**WHAT YOU ARE ASKED TO DO:** Provide only the number of lines below that contain the word "egressProxy".

* * * * *

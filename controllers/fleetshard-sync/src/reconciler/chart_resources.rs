//! Auxiliary resources rendered from the tenant resources chart
//!
//! Objects are converged one by one; there is no batch apply.

use cluster_client::{ClusterClientTrait, UnstructuredObject};
use serde_json::{Value, json};
use tracing::{debug, info};

use super::resources::{MANAGED_BY_LABEL, MANAGED_BY_VALUE};
use crate::charts::{self, Chart};
use crate::error::ControllerError;

pub const RELEASE_NAME: &str = "tenant-resources";

/// Values handed to the chart: ownership labels and optional proxy image
pub fn chart_values(egress_proxy_image: &str) -> Value {
    let mut values = json!({
        "labels": { MANAGED_BY_LABEL: MANAGED_BY_VALUE },
    });
    if !egress_proxy_image.is_empty() {
        charts::coalesce(&mut values, &json!({"egressProxy": {"image": egress_proxy_image}}));
    }
    values
}

pub fn render(
    chart: &Chart,
    namespace: &str,
    egress_proxy_image: &str,
) -> Result<Vec<UnstructuredObject>, ControllerError> {
    Ok(chart.render(RELEASE_NAME, namespace, &chart_values(egress_proxy_image))?)
}

fn describe(object: &UnstructuredObject) -> String {
    let gvk = object.gvk();
    format!(
        "{}/{}/{} {}/{}",
        gvk.group,
        gvk.version,
        gvk.kind,
        object.namespace().unwrap_or_default(),
        object.name().unwrap_or_default()
    )
}

pub async fn ensure_exist(
    cluster: &dyn ClusterClientTrait,
    objects: &[UnstructuredObject],
) -> Result<(), ControllerError> {
    for object in objects {
        let namespace = object.namespace().unwrap_or_default();
        let name = object.name().unwrap_or_default();
        match cluster.get_object(object.gvk(), namespace, name).await {
            Ok(_) => continue,
            Err(e) if e.is_not_found() => {}
            Err(e) => {
                return Err(ControllerError::cluster(
                    format!("failed to retrieve object {}", describe(object)),
                    e,
                ));
            }
        }
        match cluster.create_object(object).await {
            Ok(_) => info!("Created {}", object),
            Err(e) if e.is_already_exists() => debug!("{} appeared concurrently", object),
            Err(e) => {
                return Err(ControllerError::cluster(
                    format!("failed to create object {}", describe(object)),
                    e,
                ));
            }
        }
    }
    Ok(())
}

/// `false` while any object is still being finalized
pub async fn ensure_deleted(
    cluster: &dyn ClusterClientTrait,
    objects: &[UnstructuredObject],
) -> Result<bool, ControllerError> {
    let mut wait_for_delete = false;
    for object in objects {
        let namespace = object.namespace().unwrap_or_default();
        let name = object.name().unwrap_or_default();
        let existing = match cluster.get_object(object.gvk(), namespace, name).await {
            Ok(existing) => existing,
            Err(e) if e.is_not_found() => continue,
            Err(e) => {
                return Err(ControllerError::cluster(
                    format!("retrieving object {}", describe(object)),
                    e,
                ));
            }
        };
        if existing.is_terminating() {
            debug!("{} is terminating", existing);
            wait_for_delete = true;
            continue;
        }
        match cluster.delete_object(object.gvk(), namespace, name).await {
            Ok(()) => info!("Deleted {}", object),
            Err(e) if e.is_not_found() => {}
            Err(e) => {
                return Err(ControllerError::cluster(
                    format!("deleting object {}", describe(object)),
                    e,
                ));
            }
        }
    }
    Ok(!wait_for_delete)
}

#[cfg(test)]
mod tests {
    use super::*;
    use crate::charts::tenant_resources;
    use cluster_client::MockClusterClient;

    #[test]
    fn test_chart_values() {
        assert_eq!(
            chart_values(""),
            json!({"labels": {"app.kubernetes.io/managed-by": "rhacs-fleetshard"}})
        );
        assert_eq!(
            chart_values("quay.io/proxy:2").pointer("/egressProxy/image"),
            Some(&json!("quay.io/proxy:2"))
        );
    }

    #[tokio::test]
    async fn test_ensure_exist_creates_missing_only() {
        let cluster = MockClusterClient::new();
        let objects = render(&tenant_resources(), "rhacs-abc", "").unwrap();
        cluster.insert_object(objects[0].clone());

        ensure_exist(&cluster, &objects).await.unwrap();

        assert_eq!(cluster.write_calls(), objects.len() - 1);
        for object in &objects {
            assert!(cluster.has_object(object.gvk(), "rhacs-abc", object.name().unwrap()));
        }

        cluster.clear_actions();
        ensure_exist(&cluster, &objects).await.unwrap();
        assert_eq!(cluster.write_calls(), 0);
    }

    #[tokio::test]
    async fn test_ensure_deleted_waits_for_terminating_objects() {
        let cluster = MockClusterClient::new();
        let objects = render(&tenant_resources(), "rhacs-abc", "").unwrap();

        let mut terminating = UnstructuredObject::from_value(json!({
            "apiVersion": "v1",
            "kind": "Service",
            "metadata": {
                "name": "egress-proxy",
                "namespace": "rhacs-abc",
                "deletionTimestamp": "2024-01-01T00:00:00Z"
            }
        }))
        .unwrap();
        terminating.default_namespace("rhacs-abc");
        cluster.insert_object(terminating);
        ensure_exist(&cluster, &objects).await.unwrap();
        cluster.clear_actions();

        assert!(!ensure_deleted(&cluster, &objects).await.unwrap());
        // Deployment and NetworkPolicy deleted, the terminating Service left alone
        assert_eq!(cluster.write_calls(), 2);
        assert!(!cluster.actions().iter().any(|a| a.contains("Service")));

        assert!(ensure_deleted(&cluster, &objects[..1]).await.unwrap());
    }
}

* * * * *

**RESPONSE:** 2